Saved data entries
****************

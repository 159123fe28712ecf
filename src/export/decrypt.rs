//! Decryption collaborator and the stage that applies it.
//!
//! A [`Decryptor`] either yields readable content, reports that no key can
//! open the message, or reports the body as unreadable. Individual
//! attachments may fail on their own; those shards are carried as `None` so
//! the writer can salvage the rest.

use std::sync::Arc;

use tokio::sync::mpsc;
use tracing::{debug, warn};

use crate::model::message::{FullMessage, MessageMetadata};

use super::stage::{pop, push, StageContext};

/// Readable content of one message.
#[derive(Debug, Clone, PartialEq, Eq)]
pub struct DecryptedMessage {
    pub metadata: MessageMetadata,
    pub mime_type: String,
    pub body: Vec<u8>,
    pub attachments: Vec<DecryptedAttachment>,
}

impl DecryptedMessage {
    /// Whether every attachment shard was recovered.
    pub fn is_complete(&self) -> bool {
        self.attachments.iter().all(|a| a.data.is_some())
    }
}

#[derive(Debug, Clone, PartialEq, Eq)]
pub struct DecryptedAttachment {
    pub name: String,
    pub mime_type: String,
    /// `None` when this shard could not be decrypted.
    pub data: Option<Vec<u8>>,
}

/// What a [`Decryptor`] made of a message.
#[derive(Debug)]
pub enum DecryptOutcome {
    Decrypted(DecryptedMessage),
    /// No available key opens the message.
    MissingKey,
    /// The body could not be decrypted or parsed.
    Corrupt(String),
}

/// Decryption collaborator.
pub trait Decryptor: Send + Sync {
    fn decrypt(&self, message: &FullMessage) -> DecryptOutcome;
}

/// Passes stored content through unchanged.
#[derive(Debug, Clone, Copy, Default)]
pub struct PlaintextDecryptor;

impl Decryptor for PlaintextDecryptor {
    fn decrypt(&self, message: &FullMessage) -> DecryptOutcome {
        DecryptOutcome::Decrypted(DecryptedMessage {
            metadata: message.metadata.clone(),
            mime_type: message.mime_type.clone(),
            body: message.body.clone(),
            attachments: message
                .attachments
                .iter()
                .map(|a| DecryptedAttachment {
                    name: a.name.clone(),
                    mime_type: a.mime_type.clone(),
                    data: Some(a.data.clone()),
                })
                .collect(),
        })
    }
}

/// Work item for the write stage.
#[derive(Debug)]
pub enum WriteJob {
    Decrypted(DecryptedMessage),
    MissingKey(FullMessage),
    Corrupt { message: FullMessage, reason: String },
}

impl WriteJob {
    pub fn id(&self) -> &str {
        match self {
            Self::Decrypted(m) => &m.metadata.id,
            Self::MissingKey(m) | Self::Corrupt { message: m, .. } => &m.metadata.id,
        }
    }
}

pub struct DecryptStage {
    decryptor: Arc<dyn Decryptor>,
    input: mpsc::Receiver<FullMessage>,
    output: mpsc::Sender<WriteJob>,
}

impl DecryptStage {
    pub fn new(
        decryptor: Arc<dyn Decryptor>,
        input: mpsc::Receiver<FullMessage>,
        capacity: usize,
    ) -> (Self, mpsc::Receiver<WriteJob>) {
        let (output, rx) = mpsc::channel(capacity.max(1));
        (
            Self {
                decryptor,
                input,
                output,
            },
            rx,
        )
    }

    pub async fn run(mut self, ctx: StageContext) {
        let mut processed = 0usize;
        while let Some(message) = pop(&mut self.input, &ctx.cancel).await {
            let job = match self.decryptor.decrypt(&message) {
                DecryptOutcome::Decrypted(decrypted) => WriteJob::Decrypted(decrypted),
                DecryptOutcome::MissingKey => {
                    warn!(id = %message.metadata.id, "No key for message, keeping it encrypted");
                    WriteJob::MissingKey(message)
                }
                DecryptOutcome::Corrupt(reason) => {
                    warn!(id = %message.metadata.id, reason = %reason, "Message body unreadable");
                    WriteJob::Corrupt { message, reason }
                }
            };
            if !push(&self.output, job, &ctx.cancel).await {
                return;
            }
            processed += 1;
        }
        debug!(processed, "Decrypt stage finished");
    }
}
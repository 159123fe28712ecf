//! The staged export pipeline.
//!
//! [`Exporter`] drives four stages over bounded queues: metadata (paginate,
//! dedup, filter), fetch, decrypt, and write. Collaborators are injected as
//! traits so stores and decryptors can be swapped for test doubles.

pub mod decrypt;
pub mod eml;
pub mod fetch;
pub mod metadata;
pub mod pipeline;
pub mod stage;
pub mod writer;

pub use decrypt::{
    DecryptOutcome, DecryptedAttachment, DecryptedMessage, Decryptor, PlaintextDecryptor, WriteJob,
};
pub use eml::assemble_eml;
pub use pipeline::{ExportOptions, ExportSummary, Exporter};
pub use stage::{ErrorReporter, NoProgress, ProgressReporter, StageContext};
pub use writer::write_message;
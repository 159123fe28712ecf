//! Cursor pagination over a [`MessageStore`].

use std::sync::Arc;

use tracing::debug;

use crate::error::Result;
use crate::filter::ServerFilter;
use crate::model::message::MessageMetadata;

use super::MessageStore;

/// Walks a store listing one page at a time.
///
/// The cursor is the id of the last message handed out. Stores may repeat
/// that message at the head of the next page; only that exact boundary
/// duplicate is removed. An empty page ends the listing for good.
pub struct Paginator {
    store: Arc<dyn MessageStore>,
    filter: ServerFilter,
    page_size: usize,
    cursor: Option<String>,
    exhausted: bool,
}

impl Paginator {
    pub fn new(store: Arc<dyn MessageStore>, filter: ServerFilter, page_size: usize) -> Self {
        Self {
            store,
            filter,
            page_size: page_size.max(1),
            cursor: None,
            exhausted: false,
        }
    }

    /// Id of the last message returned so far.
    pub fn cursor(&self) -> Option<&str> {
        self.cursor.as_deref()
    }

    /// Whether an empty page has been observed.
    pub fn is_exhausted(&self) -> bool {
        self.exhausted
    }

    /// Fetch the next page. Returns an empty page once the listing is done;
    /// the store is never called again after that.
    pub async fn next_page(&mut self) -> Result<Vec<MessageMetadata>> {
        if self.exhausted {
            return Ok(Vec::new());
        }

        let mut page = self
            .store
            .fetch_page(self.cursor.as_deref(), self.page_size, &self.filter)
            .await?;

        if let (Some(cursor), Some(first)) = (self.cursor.as_deref(), page.first()) {
            if first.id == cursor {
                page.remove(0);
            }
        }

        match page.last() {
            Some(last) => self.cursor = Some(last.id.clone()),
            None => self.exhausted = true,
        }

        debug!(
            count = page.len(),
            cursor = self.cursor.as_deref().unwrap_or(""),
            "Fetched metadata page"
        );
        Ok(page)
    }
}

#[cfg(test)]
mod tests {
    use super::*;
    use crate::error::ExportError;
    use crate::model::message::FullMessage;
    use async_trait::async_trait;
    use std::sync::Mutex;

    fn meta(id: &str) -> MessageMetadata {
        MessageMetadata {
            id: id.into(),
            ..Default::default()
        }
    }

    /// Replays canned pages and records every cursor it was called with.
    struct ScriptedStore {
        pages: Mutex<Vec<Vec<MessageMetadata>>>,
        calls: Mutex<Vec<Option<String>>>,
    }

    impl ScriptedStore {
        fn new(pages: Vec<Vec<&str>>) -> Arc<Self> {
            let pages = pages
                .into_iter()
                .map(|p| p.into_iter().map(meta).collect())
                .collect();
            Arc::new(Self {
                pages: Mutex::new(pages),
                calls: Mutex::new(Vec::new()),
            })
        }

        fn calls(&self) -> Vec<Option<String>> {
            self.calls.lock().unwrap().clone()
        }
    }

    #[async_trait]
    impl MessageStore for ScriptedStore {
        async fn fetch_page(
            &self,
            cursor: Option<&str>,
            _page_size: usize,
            _filter: &ServerFilter,
        ) -> Result<Vec<MessageMetadata>> {
            self.calls.lock().unwrap().push(cursor.map(str::to_string));
            let mut pages = self.pages.lock().unwrap();
            if pages.is_empty() {
                return Ok(Vec::new());
            }
            Ok(pages.remove(0))
        }

        async fn fetch_message(&self, id: &str) -> Result<FullMessage> {
            Err(ExportError::MessageNotFound(id.to_string()))
        }
    }

    fn ids(page: &[MessageMetadata]) -> Vec<&str> {
        page.iter().map(|m| m.id.as_str()).collect()
    }

    #[tokio::test]
    async fn test_boundary_duplicate_removed() {
        let store = ScriptedStore::new(vec![vec!["a", "b", "c"], vec!["c", "d", "e"], vec!["e"]]);
        let mut pager = Paginator::new(store.clone(), ServerFilter::default(), 3);

        assert_eq!(ids(&pager.next_page().await.unwrap()), vec!["a", "b", "c"]);
        assert_eq!(ids(&pager.next_page().await.unwrap()), vec!["d", "e"]);
        assert!(pager.next_page().await.unwrap().is_empty());
        assert!(pager.is_exhausted());

        // Exhausted: the store is not called again
        assert!(pager.next_page().await.unwrap().is_empty());
        assert_eq!(
            store.calls(),
            vec![None, Some("c".to_string()), Some("e".to_string())]
        );
    }

    #[tokio::test]
    async fn test_only_leading_duplicate_removed() {
        let store = ScriptedStore::new(vec![vec!["a", "b"], vec!["x", "b", "y"]]);
        let mut pager = Paginator::new(store, ServerFilter::default(), 2);

        pager.next_page().await.unwrap();
        assert_eq!(ids(&pager.next_page().await.unwrap()), vec!["x", "b", "y"]);
        assert_eq!(pager.cursor(), Some("y"));
    }

    #[tokio::test]
    async fn test_exclusive_cursor_store() {
        let store = ScriptedStore::new(vec![vec!["a", "b"], vec!["c"], vec![]]);
        let mut pager = Paginator::new(store, ServerFilter::default(), 2);

        assert_eq!(ids(&pager.next_page().await.unwrap()), vec!["a", "b"]);
        assert_eq!(ids(&pager.next_page().await.unwrap()), vec!["c"]);
        assert!(pager.next_page().await.unwrap().is_empty());
    }

    #[tokio::test]
    async fn test_empty_first_page() {
        let store = ScriptedStore::new(vec![]);
        let mut pager = Paginator::new(store.clone(), ServerFilter::default(), 10);
        assert!(pager.next_page().await.unwrap().is_empty());
        assert!(pager.cursor().is_none());
        assert!(pager.next_page().await.unwrap().is_empty());
        assert_eq!(store.calls().len(), 1);
    }
}
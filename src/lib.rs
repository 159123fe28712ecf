//! `mailstash` — incremental, resumable mailbox export.
//!
//! This crate pages through a remote message store, filters and dedups the
//! listing against what is already on disk, and writes each message as an
//! `.eml` file plus a JSON sidecar. The same on-disk layout is read back for
//! resuming, restore planning and verification.

pub mod backup;
pub mod cancel;
pub mod config;
pub mod error;
pub mod export;
pub mod filter;
pub mod model;
pub mod source;
/// Print the restore plan for a backup root.
fn cmd_scan(path: &Path, json: bool) -> anyhow::Result<()> {
    if !path.is_dir() {
        anyhow::bail!("Backup directory not found: {}", path.display());
    }
    let plan = RestorePlan::build(path, &CancelToken::new())?;

    if json {
        println!("{}", serde_json::to_string_pretty(&plan)?);
        return Ok(());
    }

    println!();
    println!("  {:<20} {}", "Backup root", path.display());
    println!("  {:<20} {}", "Messages", plan.items.len());
    println!("  {:<20} {}", "Complete", plan.count(RestoreState::Complete));
    println!("  {:<20} {}", "Partial", plan.count(RestoreState::Partial));
    println!("  {:<20} {}", "Missing content", plan.count(RestoreState::Missing));
    println!("  {:<20} {}", "Restorable", plan.restorable().count());
    if !plan.unreadable.is_empty() {
        println!("  {:<20} {}", "Unreadable", plan.unreadable.len());
    }

    let partial: Vec<_> = plan
        .items
        .iter()
        .filter(|i| i.state != RestoreState::Complete)
        .collect();
    if !partial.is_empty() {
        println!();
        println!("  {:<24} {:<24} {}", "Id", "Outcome", "Subject");
        println!("  {}", "-".repeat(78));
        for item in partial {
            let id: String = item.record.message.id.chars().take(23).collect();
            let subject: String = item.record.message.subject.chars().take(30).collect();
            println!(
                "  {:<24} {:<24} {}",
                id,
                item.record.outcome.to_string(),
                subject
            );
        }
    }
    println!();
    Ok(())
}
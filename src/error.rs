//! Centralized error types for mailstash.

use std::path::PathBuf;
use thiserror::Error;

/// All errors produced by the mailstash library.
#[derive(Error, Debug)]
pub enum ExportError {
    /// I/O error with the associated file path.
    #[error("I/O error on '{path}': {source}")]
    Io {
        path: PathBuf,
        source: std::io::Error,
    },

    /// The remote store failed to answer a page or message request.
    #[error("Transport error: {0}")]
    Transport(String),

    /// The remote store does not know the requested message.
    #[error("Message not found: {0}")]
    MessageNotFound(String),

    /// The filter specification is malformed.
    #[error("Invalid filter: {0}")]
    InvalidFilter(String),

    /// A date or timestamp string could not be parsed.
    #[error("Invalid timestamp '{0}' (expected Unix epoch, RFC 3339, YYYY-MM-DD, YYYY/MM/DD or YYYYMMDD)")]
    InvalidTimestamp(String),

    /// Checking whether a message was already exported failed.
    #[error("Could not check export state of message '{id}': {reason}")]
    DedupCheck { id: String, reason: String },

    /// A message id cannot be used as a file name in a backup directory.
    #[error("Invalid message id '{id}': {reason}")]
    InvalidMessageId { id: String, reason: String },

    /// A decrypted message could not be built into an RFC 5322 document.
    #[error("Could not assemble message '{id}': {reason}")]
    Assembly { id: String, reason: String },

    /// A sidecar record on disk is unreadable or malformed.
    #[error("Invalid export record '{path}': {reason}")]
    InvalidRecord { path: PathBuf, reason: String },

    /// The operation was cancelled.
    #[error("Operation cancelled")]
    Cancelled,

    /// A pipeline task panicked or was aborted.
    #[error("Pipeline task failed: {0}")]
    Task(String),
}

/// Convenience alias for `Result<T, ExportError>`.
pub type Result<T> = std::result::Result<T, ExportError>;

impl ExportError {
    /// Create an `Io` variant from a path and an `io::Error`.
    pub fn io(path: impl Into<PathBuf>, source: std::io::Error) -> Self {
        Self::Io {
            path: path.into(),
            source,
        }
    }

    /// Whether this error must stop the whole pipeline.
    ///
    /// A failed dedup check or a rejected id only loses the message it was
    /// about; the run carries on.
    pub fn is_fatal(&self) -> bool {
        !matches!(self, Self::DedupCheck { .. } | Self::InvalidMessageId { .. })
    }
}

/// Allow `?` on `std::io::Error` when no path context is available
/// (rare, prefer `ExportError::io`).
impl From<std::io::Error> for ExportError {
    fn from(source: std::io::Error) -> Self {
        Self::Io {
            path: PathBuf::from("<unknown>"),
            source,
        }
    }
}

#[cfg(test)]
mod tests {
    use super::*;

    #[test]
    fn test_per_message_errors_are_not_fatal() {
        let err = ExportError::DedupCheck {
            id: "m1".into(),
            reason: "disk".into(),
        };
        assert!(!err.is_fatal());
        let err = ExportError::InvalidMessageId {
            id: "../x".into(),
            reason: "path separator".into(),
        };
        assert!(!err.is_fatal());
        assert!(ExportError::Transport("reset".into()).is_fatal());
        assert!(ExportError::Cancelled.is_fatal());
    }

    #[test]
    fn test_io_display_includes_path() {
        let err = ExportError::io(
            "/tmp/x",
            std::io::Error::new(std::io::ErrorKind::NotFound, "gone"),
        );
        assert!(err.to_string().contains("/tmp/x"));
    }
}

****************

§ Work to be completed: Would you give the number of lines above that hold "push"? Only the number is needed.

§ Expected answer: 3